Exploring Bank Statement Loans: A Solution for Self-Employed Borrowers
If you’re self-employed, you’ve probably encountered challenges when trying to qualify for a traditional mortgage. Most lenders require W-2s, tax returns, and pay stubs to verify income, which doesn’t always reflect the full earnings of self-employed individuals. Fortunately, there’s a flexible and convenient option available: bank statement loans.
In this blog post, we’ll cover what bank statement loans are, how they work, and why they can be an excellent solution for self-employed borrowers.
A bank statement loan is a type of mortgage that allows borrowers to qualify based on their bank statements rather than traditional income documentation. This option is particularly helpful for self-employed individuals, freelancers, business owners, and independent contractors who may have fluctuating income or write off a significant amount of their earnings for tax purposes.
Instead of relying on W-2s or tax returns, lenders use your bank statements to evaluate your income. This method can provide a more accurate picture of your earnings and make it easier for you to qualify for a mortgage.
Income Verification: With a bank statement loan, you’ll need to provide 12 to 24 months of personal or business bank statements. Lenders review these statements to determine your average monthly income, looking for consistent deposits that show your earning potential.
Flexible Requirements: Unlike traditional loans, bank statement loans have more flexible criteria. For example, they may not require as high of a credit score, and they’re more lenient about debt-to-income (DTI) ratios. This makes them accessible for individuals with unique financial situations.
Down Payment and Interest Rates: These loans typically require a larger down payment than traditional loans, often ranging from 10% to 20%. Interest rates may also be slightly higher to account for the additional risk to the lender. However, the flexibility and ease of qualifying can make it worth it for self-employed borrowers.
Business vs. Personal Bank Statements: Depending on your situation, you can use either personal or business bank statements to qualify. Business bank statements are generally suitable for business owners, while personal bank statements can work if you’re a freelancer or independent contractor. The choice depends on how you manage your income.
If you’re self-employed and looking for a flexible mortgage option, Simplified Capital can help you explore how bank statement loans can work for your unique financial situation. Contact us today to learn more!

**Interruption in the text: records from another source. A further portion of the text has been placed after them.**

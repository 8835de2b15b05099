//! Background execution of jobs.
//!
//! Each acquired job runs on its own tokio task, owned by the [`TaskRunner`] rather than by the
//! request that submitted it. The runner starts the job, hands the [`Worker`](crate::worker::Worker)
//! a [`JobContext`], performs the final progress flush and then writes the one terminal state.
use std::{collections::HashMap, future::Future, ops::RangeInclusive, sync::Arc};

use serde::Serialize;
use tokio::task::{JoinError, JoinHandle};
use tokio_util::{sync::CancellationToken, task::TaskTracker};
use tracing::{instrument, Instrument};

use crate::{
    classify::{ErrorClassifier, UnitError},
    job::{ErrorKind, Job, JobError, JobId, JobStatus, Outcome},
    lock::{Acquisition, JobLockService},
    progress::ProgressTracker,
    retry::RetryPolicy,
    worker::{DynWorker, WorkError},
    JobleaseError,
};

/// The result of submitting a job.
#[derive(Debug)]
pub enum Submission {
    /// The job was created and is running in the background.
    Started { job: Job, handle: JobHandle },
    /// A live job already holds the slot; nothing was started.
    Conflict { existing_job_id: JobId },
}

impl Submission {
    pub fn job_id(&self) -> JobId {
        match self {
            Self::Started { job, .. } => job.id,
            Self::Conflict { existing_job_id } => *existing_job_id,
        }
    }
}

/// A handle to a job running in the background.
///
/// Dropping the handle detaches from the job; it keeps running.
#[derive(Debug)]
pub struct JobHandle {
    job_id: JobId,
    handle: JoinHandle<Result<Job, JobleaseError>>,
}

impl JobHandle {
    pub fn job_id(&self) -> JobId {
        self.job_id
    }

    /// Waits for the job to reach a terminal state and returns its final record.
    pub async fn finished(self) -> Result<Job, JobleaseError> {
        self.handle.await?
    }
}

/// What a [`Worker`](crate::worker::Worker) can see and do while it runs.
pub struct JobContext {
    job: Job,
    lock: JobLockService,
    progress: ProgressTracker,
    classifier: Arc<dyn ErrorClassifier>,
    retry: RetryPolicy,
    shutdown: CancellationToken,
}

impl JobContext {
    pub fn job_id(&self) -> JobId {
        self.job.id
    }

    pub fn resource_id(&self) -> &str {
        &self.job.resource_id
    }

    pub fn job_type(&self) -> &str {
        &self.job.job_type
    }

    pub fn attempt(&self) -> u32 {
        self.job.attempt
    }

    /// The total carried over from a previous attempt, if it was known.
    pub fn total_items(&self) -> Option<u64> {
        self.job.total_items
    }

    /// For a resumed attempt, the last item the previous attempt durably completed.
    pub fn resume_from(&self) -> Option<u64> {
        self.job.resume_from()
    }

    /// Whether `item` was already completed by a previous attempt.
    pub fn should_skip(&self, item: u64) -> bool {
        item <= self.job.last_completed_item
    }

    /// The items of a `total` item job that still need processing, in order.
    pub fn remaining_items(&self, total: u64) -> RangeInclusive<u64> {
        self.job.last_completed_item + 1..=total
    }

    /// Refreshes the job's heartbeat. Long units should call this often enough to stay well
    /// inside the run staleness limit.
    pub async fn heartbeat(&self) -> Result<(), WorkError> {
        if self.progress.heartbeat(self.job.id).await? {
            Ok(())
        } else {
            Err(WorkError::LeaseLost)
        }
    }

    pub async fn record(&self, item: u64, success: bool) -> Result<(), WorkError> {
        Ok(self.progress.record(self.job.id, item, success).await?)
    }

    /// Stores `output` for `item`, persisted with the next flush.
    pub async fn record_output(&self, item: u64, output: impl Serialize) -> Result<(), WorkError> {
        let output = serde_json::to_value(output)?;
        Ok(self
            .progress
            .record_output(self.job.id, item, output)
            .await?)
    }

    pub async fn set_total_items(&self, total: u64) -> Result<(), WorkError> {
        Ok(self.progress.set_total_items(self.job.id, total).await?)
    }

    /// Whether someone asked for this job to be cancelled.
    ///
    /// Fails with [`WorkError::Interrupted`] once the runner is shutting down, like
    /// [`JobContext::checkpoint`].
    pub async fn cancelled(&self) -> Result<bool, WorkError> {
        if self.shutdown.is_cancelled() {
            return Err(WorkError::Interrupted);
        }
        Ok(self.lock.job(self.job.id).await?.cancel_requested)
    }

    /// Unit boundary check. Fails when the runner is shutting down, the job was cancelled, or the
    /// job is no longer running.
    pub async fn checkpoint(&self) -> Result<(), WorkError> {
        if self.shutdown.is_cancelled() {
            return Err(WorkError::Interrupted);
        }
        let job = self.lock.job(self.job.id).await?;
        if job.status != JobStatus::Running {
            return Err(WorkError::LeaseLost);
        }
        if job.cancel_requested {
            return Err(WorkError::Cancelled);
        }
        Ok(())
    }

    /// Processes one item: checks the unit boundary, refreshes the heartbeat, runs `unit` with
    /// in-unit retries of transient failures, and records the result.
    ///
    /// The heartbeat is also refreshed before every retry. A single attempt that can outlast the
    /// run staleness limit still needs to call [`JobContext::heartbeat`] itself.
    ///
    /// `unit` receives the attempt number, starting at 1. A failure that outlives its retries is
    /// recorded and returned as [`WorkError::Unit`].
    pub async fn process<T, F, Fut>(&self, item: u64, mut unit: F) -> Result<T, WorkError>
    where
        F: FnMut(u16) -> Fut + Send,
        Fut: Future<Output = Result<T, UnitError>> + Send,
        T: Send,
    {
        self.checkpoint().await?;
        self.heartbeat().await?;

        let progress = &self.progress;
        let job_id = self.job.id;
        let attempts = |attempt: u16| {
            let retrying = attempt > 1;
            let run = unit(attempt);
            async move {
                if retrying {
                    // A lost lease surfaces when the result is recorded.
                    let _ = progress.heartbeat(job_id).await.inspect_err(
                        |err| tracing::warn!(?err, %job_id, item, "Heartbeat before retry failed"),
                    );
                }
                run.await
            }
        };
        match self.retry.run(self.classifier.as_ref(), attempts).await {
            Ok(value) => {
                self.record(item, true).await?;
                Ok(value)
            }
            Err(error) => {
                tracing::warn!(
                    job_id = %self.job.id,
                    item,
                    class = ?error.class,
                    attempts = error.attempts,
                    error = %error.error,
                    "Unit failed"
                );
                self.record(item, false).await?;
                Err(WorkError::Unit { item, error })
            }
        }
    }
}

/// Launches jobs and is the only writer of their terminal state.
#[derive(Clone)]
pub struct TaskRunner {
    lock: JobLockService,
    progress: ProgressTracker,
    classifier: Arc<dyn ErrorClassifier>,
    retry: RetryPolicy,
    workers: Arc<HashMap<&'static str, Arc<dyn DynWorker>>>,
    tasks: TaskTracker,
    shutdown: CancellationToken,
}

impl TaskRunner {
    pub(crate) fn new(
        lock: JobLockService,
        progress: ProgressTracker,
        classifier: Arc<dyn ErrorClassifier>,
        retry: RetryPolicy,
        workers: HashMap<&'static str, Arc<dyn DynWorker>>,
    ) -> Self {
        Self {
            lock,
            progress,
            classifier,
            retry,
            workers: Arc::new(workers),
            tasks: TaskTracker::new(),
            shutdown: CancellationToken::new(),
        }
    }

    fn worker(&self, job_type: &str) -> Result<Arc<dyn DynWorker>, JobleaseError> {
        if self.shutdown.is_cancelled() {
            return Err(JobleaseError::ShuttingDown);
        }
        self.workers
            .get(job_type)
            .cloned()
            .ok_or_else(|| JobleaseError::UnknownJobType(job_type.to_owned()))
    }

    /// Acquires a fresh job for the pair and runs it in the background.
    #[instrument(skip(self))]
    pub async fn submit(&self, resource_id: &str, job_type: &str) -> Result<Submission, JobleaseError> {
        let worker = self.worker(job_type)?;
        let acquisition = self.lock.acquire(resource_id, job_type).await?;
        Ok(self.launch(acquisition, worker))
    }

    /// Acquires a job continuing the latest failed attempt and runs it in the background.
    #[instrument(skip(self))]
    pub async fn resume(&self, resource_id: &str, job_type: &str) -> Result<Submission, JobleaseError> {
        let worker = self.worker(job_type)?;
        let acquisition = self.lock.acquire_resume(resource_id, job_type).await?;
        Ok(self.launch(acquisition, worker))
    }

    fn launch(&self, acquisition: Acquisition, worker: Arc<dyn DynWorker>) -> Submission {
        let job = match acquisition {
            Acquisition::Acquired(job) => job,
            Acquisition::Conflict { existing_job_id } => {
                return Submission::Conflict { existing_job_id }
            }
        };
        let job_id = job.id;
        let runner = self.clone();
        let span = tracing::info_span!("job", %job_id, job_type = %job.job_type, attempt = job.attempt);
        let handle = self
            .tasks
            .spawn(async move { runner.execute(job_id, worker).await }.instrument(span));
        Submission::Started {
            job,
            handle: JobHandle { job_id, handle },
        }
    }

    async fn execute(self, job_id: JobId, worker: Arc<dyn DynWorker>) -> Result<Job, JobleaseError> {
        let job = match self.lock.start(job_id).await {
            Ok(job) => job,
            Err(err) => {
                tracing::error!(?err, %job_id, "Failed to start job");
                let error = JobError::new(ErrorKind::Internal, format!("failed to start: {err}"));
                self.release(job_id, Outcome::Failed(error)).await;
                return Ok(self.lock.job(job_id).await?);
            }
        };

        let outcome = match self.progress.begin(&job) {
            Ok(()) => {
                let outcome = self.run_worker(job, worker).await;
                self.final_flush(job_id, outcome).await
            }
            Err(err) => {
                tracing::error!(?err, %job_id, "Failed to track progress");
                Outcome::Failed(JobError::new(ErrorKind::Internal, err.to_string()))
            }
        };

        self.release(job_id, outcome).await;
        Ok(self.lock.job(job_id).await?)
    }

    async fn run_worker(&self, job: Job, worker: Arc<dyn DynWorker>) -> Outcome {
        let job_id = job.id;
        let ctx = JobContext {
            job,
            lock: self.lock.clone(),
            progress: self.progress.clone(),
            classifier: self.classifier.clone(),
            retry: self.retry,
            shutdown: self.shutdown.clone(),
        };

        tracing::debug!(%job_id, "Running job {job_id}");
        let result = tokio::spawn(async move { worker.run_job(&ctx).await }.in_current_span()).await;

        match result {
            Ok(Ok(())) => Outcome::Completed,
            Ok(Err(error)) => {
                let error = error.to_job_error(self.classifier.as_ref());
                tracing::warn!(%job_id, kind = %error.kind, message = %error.message, "Job failed");
                Outcome::Failed(error)
            }
            Err(join_error) => {
                let error = JobError::from(join_error);
                tracing::error!(%job_id, message = %error.message, "Job panicked");
                Outcome::Failed(error)
            }
        }
    }

    /// Flushes whatever the worker recorded since the last batch. A completion whose final flush
    /// fails is downgraded to a failure, since its progress is not durable.
    async fn final_flush(&self, job_id: JobId, outcome: Outcome) -> Outcome {
        match self.progress.finish(job_id).await {
            Ok(()) => outcome,
            Err(err) => {
                tracing::error!(?err, %job_id, "Final progress flush failed");
                match outcome {
                    Outcome::Completed => Outcome::Failed(JobError::new(
                        ErrorKind::Internal,
                        format!("final progress flush failed: {err}"),
                    )),
                    failed => failed,
                }
            }
        }
    }

    async fn release(&self, job_id: JobId, outcome: Outcome) {
        let _ = self
            .lock
            .release(job_id, outcome)
            .await
            .inspect_err(|err| tracing::error!(?err, %job_id, "Failed to release job {job_id}"));
    }

    /// Stops accepting jobs, interrupts running workers at their next unit boundary and waits for
    /// every job to be released.
    pub async fn graceful_shutdown(&self) {
        tracing::debug!("Shutting down job runner");
        self.shutdown.cancel();
        self.tasks.close();
        self.tasks.wait().await;
    }

    /// Number of jobs currently running.
    pub fn running(&self) -> usize {
        self.tasks.len()
    }
}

More Accurate Reflection of Income: Traditional income documentation may not reflect your true earning potential, especially if you have write-offs or variable income. Bank statement loans take a broader view of your financial health, making it easier for self-employed borrowers to qualify.
No Need for Tax Returns: One of the biggest advantages of bank statement loans is that they don’t require tax returns. This is particularly beneficial for those who write off a significant portion of their income on their taxes, as those deductions can make it seem like they earn less than they actually do.
Flexible Loan Terms: With bank statement loans, you may have more flexibility in the loan term and repayment options. This can help you find a mortgage that fits your specific financial situation and long-term goals.
Faster Approval: Since these loans don’t require as much documentation as traditional mortgages, the approval process can be faster. You won’t need to dig through years of tax returns and pay stubs; instead, your bank statements will be the primary documents reviewed.
Bank statement loans can be an excellent solution for self-employed individuals who want to buy a home or refinance an existing mortgage. However, it’s important to consider whether you can comfortably make the down payment and manage the monthly payments, especially if the interest rates are higher than standard loans.
Additionally, since bank statement loans involve a different underwriting process, it’s essential to work with a lender who understands how to handle these types of loans.
If you’re self-employed and struggling to qualify for a traditional mortgage, Simplified Capital can guide you through the process of securing a bank statement loan. Our team has extensive experience in helping self-employed clients find mortgage solutions that fit their needs. Contact us today to learn more and get started on your path to homeownership!
Ready to simplify your mortgage journey? Reach out today, and let's start a conversation about your financial goals. At Simplified Capital, your dream property is closer than you think. Call, Text, or Email anytime. Or feel free to fill out the form and we will contact you!
Every consultation is a no pressure conversation meant to help you feel comfortable about your mortgage financing needs.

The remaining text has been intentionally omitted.